Monsieur Bienvenue quittait la préfecture de la Seine, lorsque, au sortir d’un embarras de voitures, près de la caserne Lobeau, il nous trouva dressé devant lui, rapporte Félix Méténier de l’Instransigeant :

– Allons ! s’exclama-t-il, déjà résigné, mais toujours souriant. Je vous vois venir. Une interview, sans doute ?

– On ne peut rien vous cacher !

Sans attendre la réponse, M. Bienvenue avait commencé à nous apprendre que le second tronçon de la ligne circulaire Sud venait d’être « reçu par la commission compétente » et il complétait ses explications en ajoutant que la mise en exploitation du métro entre la place d’Italie et le mont d’Austerlitz aurait lieu dans deux ou trois jours au plus tard, lorsque nous l’interrompîmes :

– Tout ceci est évidemment intéressant, mais il est un autre sujet dont nous voudrions vous entretenir.

– Et lequel ?

– celui qui touche au projet de M. Antoine, le nouveau directeur du théâtre de l’Odéon. Vous n’ignorez pas sans doute que M. Antoine a l’intention de faire communiquer son théâtre, par un souterrain, avec le Métropolitain ?

– L’idée est amusante !

– Sans doute. Mais la jugez-vous réalisable ?
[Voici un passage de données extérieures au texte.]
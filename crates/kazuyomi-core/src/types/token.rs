//! # Tokens
//!
//! Lexical units of a filename as produced by the tokenizer, and the ordered
//! list the number parser walks and rewrites.

use std::ops::{Index, IndexMut};

use bitflags::bitflags;
use serde::{Deserialize, Serialize};

/// Lexical role of a token.
#[derive(Debug, Clone, Copy, PartialEq, Eq, Hash, Default, Serialize, Deserialize)]
#[serde(rename_all = "snake_case")]
pub enum TokenCategory {
    /// Not yet claimed by any element.
    #[default]
    Unknown,
    /// Claimed by an element; later passes leave it alone.
    Identifier,
    /// An opening or closing bracket.
    Bracket,
    /// A delimiter character such as a space or underscore.
    Delimiter,
}

/// A byte span inside the original filename.
#[derive(Debug, Clone, Copy, PartialEq, Eq, Hash, Default, Serialize, Deserialize)]
pub struct TokenRange {
    /// Byte offset of the first character.
    pub offset: usize,
    /// Length in bytes.
    pub size: usize,
}

impl TokenRange {
    pub fn new(offset: usize, size: usize) -> Self {
        Self { offset, size }
    }

    /// Exclusive end offset, or `None` on overflow.
    pub fn end(&self) -> Option<usize> {
        self.offset.checked_add(self.size)
    }
}

/// A token extracted from a filename.
#[derive(Debug, Clone, PartialEq, Eq, Serialize, Deserialize)]
pub struct Token {
    /// Current role of the token.
    pub category: TokenCategory,
    /// The token text.
    pub content: String,
    /// Whether the token sits inside a bracket pair.
    pub enclosed: bool,
    /// Byte offset of `content` in the original filename.
    pub offset: usize,
}

impl Token {
    /// Creates a token at offset zero.
    pub fn new(category: TokenCategory, content: impl Into<String>, enclosed: bool) -> Self {
        Self {
            category,
            content: content.into(),
            enclosed,
            offset: 0,
        }
    }

    /// Sets the byte offset of the token.
    #[must_use]
    pub fn at(mut self, offset: usize) -> Self {
        self.offset = offset;
        self
    }
}

bitflags! {
    /// Selects tokens in [`Tokens::find_next`] and [`Tokens::find_prev`].
    ///
    /// Enclosure flags must all hold; category flags are alternatives and
    /// at least one of them must hold.
    #[derive(Debug, Clone, Copy, PartialEq, Eq, Hash)]
    pub struct TokenFlags: u16 {
        const ENCLOSED = 1 << 0;
        const NOT_ENCLOSED = 1 << 1;
        const BRACKET = 1 << 2;
        const NOT_BRACKET = 1 << 3;
        const DELIMITER = 1 << 4;
        const NOT_DELIMITER = 1 << 5;
        const IDENTIFIER = 1 << 6;
        const NOT_IDENTIFIER = 1 << 7;
        const UNKNOWN = 1 << 8;
        const NOT_UNKNOWN = 1 << 9;
    }
}

impl TokenFlags {
    const ENCLOSURE: Self = Self::ENCLOSED.union(Self::NOT_ENCLOSED);
    const CATEGORIES: Self = Self::ENCLOSURE.complement();

    /// Returns `true` if `token` satisfies these flags.
    pub fn matches(self, token: &Token) -> bool {
        if self.intersects(Self::ENCLOSURE) {
            let enclosure_ok = if self.contains(Self::ENCLOSED) {
                token.enclosed
            } else {
                !token.enclosed
            };
            if !enclosure_ok {
                return false;
            }
        }

        if self.intersects(Self::CATEGORIES) {
            let checks = [
                (Self::BRACKET, Self::NOT_BRACKET, TokenCategory::Bracket),
                (Self::DELIMITER, Self::NOT_DELIMITER, TokenCategory::Delimiter),
                (Self::IDENTIFIER, Self::NOT_IDENTIFIER, TokenCategory::Identifier),
                (Self::UNKNOWN, Self::NOT_UNKNOWN, TokenCategory::Unknown),
            ];
            let category_ok = checks.iter().any(|&(is, is_not, category)| {
                if self.contains(is) {
                    token.category == category
                } else if self.contains(is_not) {
                    token.category != category
                } else {
                    false
                }
            });
            if !category_ok {
                return false;
            }
        }

        true
    }
}

/// Ordered token list addressed by index.
///
/// Indices are stable except across [`Tokens::insert_before`], which shifts
/// every token at or after the insertion point by one.
#[derive(Debug, Clone, Default, PartialEq, Eq, Serialize, Deserialize)]
#[serde(transparent)]
pub struct Tokens {
    items: Vec<Token>,
}

impl Tokens {
    pub fn new() -> Self {
        Self::default()
    }

    pub fn push(&mut self, token: Token) {
        self.items.push(token);
    }

    pub fn get(&self, index: usize) -> Option<&Token> {
        self.items.get(index)
    }

    pub fn get_mut(&mut self, index: usize) -> Option<&mut Token> {
        self.items.get_mut(index)
    }

    pub fn len(&self) -> usize {
        self.items.len()
    }

    pub fn is_empty(&self) -> bool {
        self.items.is_empty()
    }

    pub fn iter(&self) -> std::slice::Iter<'_, Token> {
        self.items.iter()
    }

    pub fn clear(&mut self) {
        self.items.clear();
    }

    /// Inserts `token` immediately before `index` and returns its position.
    ///
    /// An `index` past the end appends.
    pub fn insert_before(&mut self, index: usize, token: Token) -> usize {
        let index = index.min(self.items.len());
        self.items.insert(index, token);
        index
    }

    /// First token after `index` matching `flags`.
    pub fn find_next(&self, index: usize, flags: TokenFlags) -> Option<usize> {
        let start = index.checked_add(1)?;
        self.items
            .get(start..)?
            .iter()
            .position(|token| flags.matches(token))
            .map(|offset| start + offset)
    }

    /// Last token before `index` matching `flags`.
    pub fn find_prev(&self, index: usize, flags: TokenFlags) -> Option<usize> {
        let end = index.min(self.items.len());
        self.items[..end]
            .iter()
            .rposition(|token| flags.matches(token))
    }

    /// A token is isolated when its nearest non-delimiter neighbours on both
    /// sides are brackets, e.g. `"(114)"` or `"[ 12 ]"`.
    pub fn is_isolated(&self, index: usize) -> bool {
        let is_bracket = |found: Option<usize>| {
            found
                .and_then(|i| self.items.get(i))
                .is_some_and(|token| token.category == TokenCategory::Bracket)
        };
        is_bracket(self.find_prev(index, TokenFlags::NOT_DELIMITER))
            && is_bracket(self.find_next(index, TokenFlags::NOT_DELIMITER))
    }
}

impl Index<usize> for Tokens {
    type Output = Token;

    fn index(&self, index: usize) -> &Self::Output {
        &self.items[index]
    }
}

impl IndexMut<usize> for Tokens {
    fn index_mut(&mut self, index: usize) -> &mut Self::Output {
        &mut self.items[index]
    }
}

impl FromIterator<Token> for Tokens {
    fn from_iter<I: IntoIterator<Item = Token>>(iter: I) -> Self {
        Self {
            items: iter.into_iter().collect(),
        }
    }
}

impl From<Vec<Token>> for Tokens {
    fn from(items: Vec<Token>) -> Self {
        Self { items }
    }
}

impl<'a> IntoIterator for &'a Tokens {
    type Item = &'a Token;
    type IntoIter = std::slice::Iter<'a, Token>;

    fn into_iter(self) -> Self::IntoIter {
        self.items.iter()
    }
}
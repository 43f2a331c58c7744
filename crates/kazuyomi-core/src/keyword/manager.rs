use std::collections::HashMap;

use bitflags::bitflags;
use once_cell::sync::Lazy;
use tracing::debug;

use crate::types::ElementCategory;

use super::defaults;

static GLOBAL: Lazy<KeywordManager> = Lazy::new(KeywordManager::new);

bitflags! {
    /// Behavioural flags attached to a registered keyword.
    #[derive(Debug, Clone, Copy, PartialEq, Eq, Hash)]
    pub struct KeywordOptions: u8 {
        /// A token matching this keyword may be marked as identified.
        const IDENTIFIABLE = 0b0000_0001;
        /// The keyword takes part in free keyword searches.
        const SEARCHABLE = 0b0000_0010;
        /// The keyword may stand on its own as a token (e.g. "EP" but not "E").
        const VALID = 0b0000_0100;
    }
}

impl KeywordOptions {
    pub const DEFAULT: Self = Self::all();
    pub const INVALID: Self = Self::IDENTIFIABLE.union(Self::SEARCHABLE);
    pub const UNIDENTIFIABLE: Self = Self::SEARCHABLE.union(Self::VALID);
    pub const UNIDENTIFIABLE_INVALID: Self = Self::SEARCHABLE;
    pub const UNIDENTIFIABLE_UNSEARCHABLE: Self = Self::VALID;

    pub fn is_identifiable(self) -> bool {
        self.contains(Self::IDENTIFIABLE)
    }

    pub fn is_searchable(self) -> bool {
        self.contains(Self::SEARCHABLE)
    }

    pub fn is_valid(self) -> bool {
        self.contains(Self::VALID)
    }
}

impl Default for KeywordOptions {
    fn default() -> Self {
        Self::DEFAULT
    }
}

/// A registered keyword: its category and behaviour.
#[derive(Debug, Clone, Copy, PartialEq, Eq, Hash)]
pub struct Keyword {
    pub category: ElementCategory,
    pub options: KeywordOptions,
}

/// Registry mapping normalized keyword strings to their category.
///
/// File extensions live in their own partition so that e.g. "AAC" can be both
/// an audio term and an (invalid) extension.
#[derive(Debug, Clone, Default)]
pub struct KeywordManager {
    keys: HashMap<String, Keyword>,
    file_extensions: HashMap<String, Keyword>,
}

impl KeywordManager {
    /// Builds a registry holding the built-in keyword set.
    pub fn new() -> Self {
        let mut manager = Self::empty();
        defaults::register_defaults(&mut manager);
        debug!(keywords = manager.len(), "keyword registry initialised");
        manager
    }

    /// Builds a registry with no keywords.
    pub fn empty() -> Self {
        Self::default()
    }

    /// The shared, process-wide registry, built on first use.
    pub fn global() -> &'static Self {
        &GLOBAL
    }

    /// Normalizes text for lookups (upper case).
    pub fn normalize(text: &str) -> String {
        text.to_uppercase()
    }

    /// Registers `keywords` under `category`.
    ///
    /// Empty strings are skipped and a keyword already present in the target
    /// partition keeps its first registration.
    pub fn register<I, S>(&mut self, category: ElementCategory, options: KeywordOptions, keywords: I)
    where
        I: IntoIterator<Item = S>,
        S: AsRef<str>,
    {
        let container = self.container_mut(category);
        for keyword in keywords {
            let keyword = keyword.as_ref();
            if keyword.is_empty() {
                continue;
            }
            container
                .entry(Self::normalize(keyword))
                .or_insert(Keyword { category, options });
        }
    }

    /// Returns `true` if `keyword` (normalized) is registered under exactly `category`.
    pub fn contains(&self, category: ElementCategory, keyword: &str) -> bool {
        self.container(category)
            .get(keyword)
            .is_some_and(|found| found.category == category)
    }

    /// Looks up a normalized `keyword`.
    ///
    /// With [`ElementCategory::Unknown`] any category in the main partition is
    /// accepted and reported back; a concrete category must match the
    /// registered one.
    pub fn find(&self, keyword: &str, category: ElementCategory) -> Option<Keyword> {
        let found = self.container(category).get(keyword)?;
        if category != ElementCategory::Unknown && found.category != category {
            return None;
        }
        Some(*found)
    }

    /// Every registered keyword across both partitions.
    pub fn iter(&self) -> impl Iterator<Item = (&str, &Keyword)> {
        self.keys
            .iter()
            .chain(self.file_extensions.iter())
            .map(|(key, keyword)| (key.as_str(), keyword))
    }

    pub fn len(&self) -> usize {
        self.keys.len() + self.file_extensions.len()
    }

    pub fn is_empty(&self) -> bool {
        self.len() == 0
    }

    fn container(&self, category: ElementCategory) -> &HashMap<String, Keyword> {
        if category == ElementCategory::FileExtension {
            &self.file_extensions
        } else {
            &self.keys
        }
    }

    fn container_mut(&mut self, category: ElementCategory) -> &mut HashMap<String, Keyword> {
        if category == ElementCategory::FileExtension {
            &mut self.file_extensions
        } else {
            &mut self.keys
        }
    }
}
Place de l'Opéra et station de Métropolitain

Place de l’Opéra et station de Métropolitain

En conversant, chemin faisant, nous étions arrivés, rue de Rivoli, dans les bureaux du service technique du métropolitain. M. Bienvenue avait gagné son cabinet de travail et là, penché sur un vaste plan du VIe arrondissement de la capitale, il répondit à notre question :

– M. Antoine, sans doute, a songé à relier l’Odéon avec la ligne n°4 du Métropolitain ? – celle que nous construisons en ce moment et qui ira de la porte Clignancourt à la porte d’Orléans, en traversant la Seine au Pont au Change et en desservant le boulevard Saint-Germain jusqu’à la rue de Rennes. – L’idée, je vous le répète, est amusante. Vous me demandez si elle peut être réalisée ? Pourquoi pas ?... à la condition que M. Antoine veuille assumer la charge des frais que nécessitera le percement de la galerie.

– Seront-ils élevés ?

L’ingénieur en chef fit un bref calcul.

– Nous aurons, reprit-il, une station du Métropolitain boulevard Saint-Germain, sur le terre-plein limité par les statues de Broca et de Danton, entre ce terre-plein et l’Odéon, la distance est exactement de 300 mètres. La galerie reviendrait à cent mille francs !

– Cent mille francs !

– Mais oui. Et c’est là un prix minimum qui pourrait largement être dépassé pour peu que nous nous trouvions en présence de la moindre difficulté de travaux.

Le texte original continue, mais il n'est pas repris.